An accurate and timely rainfall forecast is crucial for reservoir operation and flooding prevention because it can provide an extension of lead-time of the flow forecast, larger than the response time of the watershed, in particular for small and medium-sized mountainous basins.

Rainfall prediction is a very complex problem. Simulating the response using conventional approaches in modeling rainfall time series is far from a trivial task since the hydrologic processes are complex and involve various inherently complex predictors such as geomorphologic and climatic factors, which are still not well understood. As such, the artificial neural network algorithm becomes an attractive inductive approach in rainfall prediction owing to their highly nonlinearity, flexibility and data-driven learning in building models without any prior knowledge about catchment behavior and flow processes. They are purely based on the information retrieved from the hydro-meteorological data and act as blackbox.

Many studies have been conducted for the quantitative precipitation forecast (QPF) using diverse techniques including numerical weather prediction (NWP) models and remote sensing observations (Davolio et al., 2008, Diomede et al., 2008, Ganguly and Bras, 2003, Sheng et al., 2006, Yates et al., 2000), statistical models (Chan and Shi, 1999, Chu and He, 1995, DelSole and Shukla, 2002, Li and Zeng, 2008, Munot and Kumar, 2007, Nayagam et al., 2008), chaos-based approach (Jayawardena and Lai, 1994), non-parametric nearest-neighbors method (Toth et al., 2000), and soft computing-based methods including artificial neural networks (ANN), support vector regression (SVR) and fuzzy logic (FL) (Brath et al., 2002, Dorum et al., 2010, Guhathakurta, 2008, Nasseri et al., 2008, Pongracz et al., 2001, Sedki et al., 2009, Silverman and Dracup, 2000, Sivapragasam et al., 2001, Surajit and Goutami, 2007, Talei et al., 2010, Toth et al., 2000, Venkatesan et al., 1997). The contemporary studies focused on soft computing-based methods. Several examples of such methods can be mentioned. Venkatesan et al. (1997) employed the ANN to predict the all India summer monsoon rainfall with different meteorological parameters as model inputs. Chattopadhyay and Chattopadhyay (2008a) constructed an ANN model to predict monsoon rainfall in India depending on the rainfall series alone. The fuzzy logic theory was applied to monthly rainfall prediction by Pongracz et al. (2001). Toth et al. (2000) applied three time series models, auto-regressive moving average (ARMA), ANN and k-nearest-neighbors (KNN) method, to short-term rainfall prediction. The results showed that the ANN performed the best in the improvement of the runoff forecasting accuracy when the predicted rainfall was used as inputs of the rainfall-runoff model. ANN has also been applied on general circulation model (GCM). Chadwick et al. (2011) employed an artificial neural network approach to downscale GCM temperature and rainfall fields to regional model scale over Europe. Sachindra et al. (2011) developed a model with various soft computing techniques capable of statistically downscaling monthly GCM outputs to catchment scale monthly streamflows, accounting for the climate change.

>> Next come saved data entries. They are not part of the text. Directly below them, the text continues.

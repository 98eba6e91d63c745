use admissions_core::error::CoreError;
use axum::http::StatusCode;
use axum::response::{IntoResponse, Response};
use serde_json::{json, Value};
use validator::ValidationErrors;

/// Application-level error type for HTTP handlers.
///
/// Wraps [`CoreError`] for domain errors and adds HTTP-specific variants.
/// Implements [`IntoResponse`] to produce the `{success: false, ...}`
/// envelope shared by every endpoint.
#[derive(Debug, thiserror::Error)]
pub enum AppError {
    /// A domain-level error from `admissions_core`.
    #[error(transparent)]
    Core(#[from] CoreError),

    /// A database error from sqlx.
    #[error("Database error: {0}")]
    Database(#[from] sqlx::Error),

    /// Request body failed its declarative field rules.
    #[error("Validation failed: {0}")]
    Validation(#[from] ValidationErrors),

    /// A body, path or query string that could not be decoded into the
    /// handler's input type.
    #[error("Invalid input for {field}: {message}")]
    InvalidInput { field: String, message: String },

    /// A bad request with a human-readable message.
    #[error("Bad request: {0}")]
    BadRequest(String),

    /// An internal error with a human-readable message.
    #[error("Internal error: {0}")]
    InternalError(String),
}

/// Convenience type alias for handler return values.
pub type AppResult<T> = Result<T, AppError>;

impl IntoResponse for AppError {
    fn into_response(self) -> Response {
        let mut errors: Option<Value> = None;

        let (status, code, message) = match &self {
            // --- CoreError variants ---
            AppError::Core(core) => match core {
                CoreError::NotFound { entity, id } => (
                    StatusCode::NOT_FOUND,
                    "NOT_FOUND",
                    format!("{entity} with id {id} not found"),
                ),
                CoreError::Validation(msg) => {
                    (StatusCode::BAD_REQUEST, "VALIDATION_ERROR", msg.clone())
                }
                CoreError::Rejected(msg) => {
                    tracing::debug!(reason = %msg, "Request refused by business rule");
                    (StatusCode::BAD_REQUEST, "BUSINESS_RULE", msg.clone())
                }
                CoreError::Conflict(msg) => (StatusCode::CONFLICT, "CONFLICT", msg.clone()),
                CoreError::Unauthorized(msg) => {
                    (StatusCode::UNAUTHORIZED, "UNAUTHORIZED", msg.clone())
                }
                CoreError::Forbidden(msg) => (StatusCode::FORBIDDEN, "FORBIDDEN", msg.clone()),
                CoreError::Internal(msg) => {
                    tracing::error!(error = %msg, "Internal core error");
                    (
                        StatusCode::INTERNAL_SERVER_ERROR,
                        "INTERNAL_ERROR",
                        "An internal error occurred".to_string(),
                    )
                }
            },

            // --- Database errors ---
            AppError::Database(err) => classify_sqlx_error(err),

            // --- HTTP-specific errors ---
            AppError::Validation(errs) => {
                errors = Some(field_errors(errs));
                (
                    StatusCode::BAD_REQUEST,
                    "VALIDATION_ERROR",
                    "Validation failed".to_string(),
                )
            }
            AppError::InvalidInput { field, message } => {
                errors = Some(json!([{ "field": field, "message": message }]));
                (
                    StatusCode::BAD_REQUEST,
                    "VALIDATION_ERROR",
                    "Validation failed".to_string(),
                )
            }
            AppError::BadRequest(msg) => (StatusCode::BAD_REQUEST, "BAD_REQUEST", msg.clone()),
            AppError::InternalError(msg) => {
                tracing::error!(error = %msg, "Internal error");
                (
                    StatusCode::INTERNAL_SERVER_ERROR,
                    "INTERNAL_ERROR",
                    "An internal error occurred".to_string(),
                )
            }
        };

        let mut body = json!({
            "success": false,
            "message": message,
            "code": code,
        });
        if let Some(errors) = errors {
            body["errors"] = errors;
        }

        (status, axum::Json(body)).into_response()
    }
}

/// Flatten validator output into `[{field, message}]`, sorted by field.
fn field_errors(errs: &ValidationErrors) -> Value {
    let mut items: Vec<(String, String)> = errs
        .field_errors()
        .into_iter()
        .flat_map(|(field, list)| {
            let field = field.to_string();
            list.iter().map(move |e| {
                let message = e
                    .message
                    .as_ref()
                    .map(|m| m.to_string())
                    .unwrap_or_else(|| format!("Invalid value for {field} ({})", e.code));
                (field.clone(), message)
            })
        })
        .collect();
    items.sort();

    Value::Array(
        items
            .into_iter()
            .map(|(field, message)| json!({ "field": field, "message": message }))
            .collect(),
    )
}

/// Classify a sqlx error into an HTTP status, error code, and message.
///
/// - `RowNotFound` maps to 404.
/// - Unique constraint violations (constraint name starting with `uq_`) map to 409.
/// - Check constraint violations (`ck_` prefix) map to 400.
/// - Everything else maps to 500 with a sanitized message.
fn classify_sqlx_error(err: &sqlx::Error) -> (StatusCode, &'static str, String) {
    match err {
        sqlx::Error::RowNotFound => (
            StatusCode::NOT_FOUND,
            "NOT_FOUND",
            "Resource not found".to_string(),
        ),
        sqlx::Error::Database(db_err) => {
            let constraint = db_err.constraint().unwrap_or("unknown");
            match db_err.code().as_deref() {
                // PostgreSQL unique constraint violation
                Some("23505") if constraint.starts_with("uq_") => {
                    return (
                        StatusCode::CONFLICT,
                        "CONFLICT",
                        conflict_message(constraint),
                    );
                }
                // PostgreSQL check constraint violation
                Some("23514") if constraint.starts_with("ck_") => {
                    return (
                        StatusCode::BAD_REQUEST,
                        "CONSTRAINT_VIOLATION",
                        format!("Value violates check constraint: {constraint}"),
                    );
                }
                _ => {}
            }
            tracing::error!(error = %db_err, "Database error");
            (
                StatusCode::INTERNAL_SERVER_ERROR,
                "INTERNAL_ERROR",
                "An internal error occurred".to_string(),
            )
        }
        other => {
            tracing::error!(error = %other, "Database error");
            (
                StatusCode::INTERNAL_SERVER_ERROR,
                "INTERNAL_ERROR",
                "An internal error occurred".to_string(),
            )
        }
    }
}

/// Human-readable messages for the unique indexes clients can trip.
fn conflict_message(constraint: &str) -> String {
    match constraint {
        "uq_applications_student_course_period" => {
            "You have already applied to this course in this admission period".to_string()
        }
        "uq_applications_one_accepted" => {
            "Student already holds an accepted application".to_string()
        }
        "uq_admission_periods_one_active" => {
            "Institute already has an active admission period".to_string()
        }
        other => format!("Duplicate value violates unique constraint: {other}"),
    }
}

Recently, models based on combining concepts have been paid more attention in hydrologic forecasting. Depending on different combination methods, combining models can be categorized into ensemble models and modular (or hybrid) models. The basic idea behind the ensemble models is to build several different or similar models for the same process and to combine them in a combining method (Abrahart and See, 2002, Kim et al., 2006, Shamseldin et al., 1997, Shamseldin and O'Connor, 1999, Xiong et al., 2001). For example, Xiong et al. (2001) used a Takagi-Sugeno fuzzy technique to combine several conceptual rainfall-runoff models. Coulibaly et al. (2005) employed an improved weighted-average method to coalesce forecasted daily reservoir inflows from the KNN model, conceptual model and ANN model. Kim et al. (2006) investigated five combining methods for improving ensemble streamflow prediction.

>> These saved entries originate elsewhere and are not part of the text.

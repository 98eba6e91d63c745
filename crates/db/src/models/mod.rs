//! Domain model structs and DTOs.
//!
//! Each submodule contains:
//! - A `FromRow` + `Serialize` entity struct matching the database row
//! - A create DTO for inserts where the lifecycle creates rows
//! - Joined read views used by the listing endpoints

pub mod admission_period;
pub mod application;
pub mod course;
pub mod stats;
pub mod tracker;
pub mod user;
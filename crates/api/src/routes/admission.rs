//! Route definitions for the `/admission` resource.

use axum::routing::{get, put};
use axum::Router;

use crate::handlers::admission;
use crate::state::AppState;

/// Routes mounted at `/admission`.
///
/// ```text
/// GET  /periods                 -> list_periods
/// POST /periods                 -> create_period
/// PUT  /periods/{id}            -> update_period
/// PUT  /periods/{id}/publish    -> publish_period
/// ```
pub fn router() -> Router<AppState> {
    Router::new()
        .route(
            "/periods",
            get(admission::list_periods).post(admission::create_period),
        )
        .route("/periods/{id}", put(admission::update_period))
        .route("/periods/{id}/publish", put(admission::publish_period))
}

Physical processes in rainfall and/or runoff are generally composed of a number of sub-processes so that their accurate modeling by the building of a single global model is often not possible. Modular models are therefore proposed where sub-processes are first of all identified and then separate models (also called local or expert model) are established for each of them (Solomatine and Ostfeld, 2008). In these modular models, the split of training data can be soft or crisp. The soft split means the dataset can be overlapped and the overall forecasting output is the weighted-average of each local model (Shrestha and Solomatine, 2006, Zhang and Govindaraju, 2000, Wang et al., 2006, Wu et al., 2008). Zhang and Govindaraju (2000) examined the performance of modular networks in predicting monthly discharges based on the Bayesian concept. Wu et al. (2008) employed a distributed SVR for daily river stage prediction. On the contrary, there is no overlap of data in the crisp split and the final forecasting output is generated explicitly from one of the local models (Corzo and Solomatine, 2007, Jain and Srinivasulu, 2006, See and Openshaw, 2000, Sivapragasam and Liong, 2005, Solomatine and Xue, 2004). Solomatine and Xue (2004) used M5 model trees and neural networks in a flood-forecasting problem. Sivapragasam and Liong (2005) divided the flow range into three regions, and employed different SVR models to predict daily flows in high, medium and low regions.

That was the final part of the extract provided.